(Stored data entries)
*-*-*

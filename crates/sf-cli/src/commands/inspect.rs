use std::path::Path;

use colored::Colorize;
use comfy_table::{ContentArrangement, Table};
use sf_core::tilemap::decode;
use sf_core::{DecodedMap, Placement, Side, Terrain, TowerArchetype};
use sf_simulation::level::load_pixel_grid;

pub fn run(map: &Path, tile_size: f32) -> Result<(), String> {
    let grid = load_pixel_grid(map).map_err(|e| e.to_string())?;
    let decoded = decode(&grid, tile_size).map_err(|e| e.to_string())?;
    let tiles = &decoded.tiles;

    println!(
        "  {} {} {}",
        "Map".bold(),
        map.display(),
        format!(
            "({}x{} tiles, {:.0}x{:.0} px)",
            tiles.width(),
            tiles.height(),
            tiles.world_size().x,
            tiles.world_size().y
        )
        .dimmed()
    );
    println!();

    for line in ascii_map(&decoded) {
        println!("  {line}");
    }
    println!();

    let mut terrain = Table::new();
    terrain.set_content_arrangement(ContentArrangement::Dynamic);
    terrain.set_header(vec!["Terrain", "Cells"]);
    for (label, kind) in [
        ("ground", Terrain::Ground),
        ("placeable", Terrain::Placeable),
        ("trap trigger", Terrain::TrapTrigger),
        ("void", Terrain::Void),
    ] {
        let cells = tiles.cells().filter(|(_, _, t)| *t == kind).count();
        terrain.add_row(vec![label.to_string(), cells.to_string()]);
    }
    println!("{terrain}");
    println!();

    if decoded.placements.is_empty() {
        println!("  {}", "No placements.".dimmed());
        return Ok(());
    }

    let mut placements = Table::new();
    placements.set_content_arrangement(ContentArrangement::Dynamic);
    placements.set_header(vec!["Placement", "Health", "Position"]);
    for placement in &decoded.placements {
        let (label, health, position) = match placement {
            Placement::Tower {
                archetype,
                health,
                position,
            } => (format!("{archetype} tower"), health.to_string(), *position),
            Placement::Trap { position } => ("trap".to_string(), "-".to_string(), *position),
            Placement::Minion { side, position } => {
                (format!("{side} minion"), "-".to_string(), *position)
            }
        };
        placements.add_row(vec![
            label,
            health,
            format!("({:.0}, {:.0})", position.x, position.y),
        ]);
    }
    println!("{placements}");
    println!();
    println!("  {} placements", decoded.placements.len());

    Ok(())
}

/// One character per cell. Placements override terrain.
fn ascii_map(decoded: &DecodedMap) -> Vec<String> {
    let tiles = &decoded.tiles;
    let mut rows: Vec<Vec<char>> = (0..tiles.height())
        .map(|y| {
            (0..tiles.width())
                .map(|x| match tiles.get(x, y) {
                    Some(Terrain::Ground) => '.',
                    Some(Terrain::Placeable) => '#',
                    Some(Terrain::TrapTrigger) => '^',
                    Some(Terrain::Void) | None => ' ',
                })
                .collect()
        })
        .collect();

    for placement in &decoded.placements {
        let (glyph, position) = match placement {
            Placement::Tower {
                archetype,
                position,
                ..
            } => (
                match archetype {
                    TowerArchetype::Ranged => 'R',
                    TowerArchetype::Area => 'A',
                    TowerArchetype::Spawner => 'S',
                },
                position,
            ),
            Placement::Trap { position } => ('^', position),
            Placement::Minion { side, position } => (
                match side {
                    Side::Attacker => 'a',
                    Side::Defender => 'd',
                },
                position,
            ),
        };
        if let Some((x, y)) = tiles.cell_of(*position) {
            rows[y][x] = glyph;
        }
    }

    rows.into_iter().map(|row| row.into_iter().collect()).collect()
}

*-*-*

_Problem statement_
Pull every line containing the string "label" out of the data above and copy it.

_Reply to the task_
    for (label, kind) in [
        terrain.add_row(vec![label.to_string(), cells.to_string()]);
        let (label, health, position) = match placement {
            label,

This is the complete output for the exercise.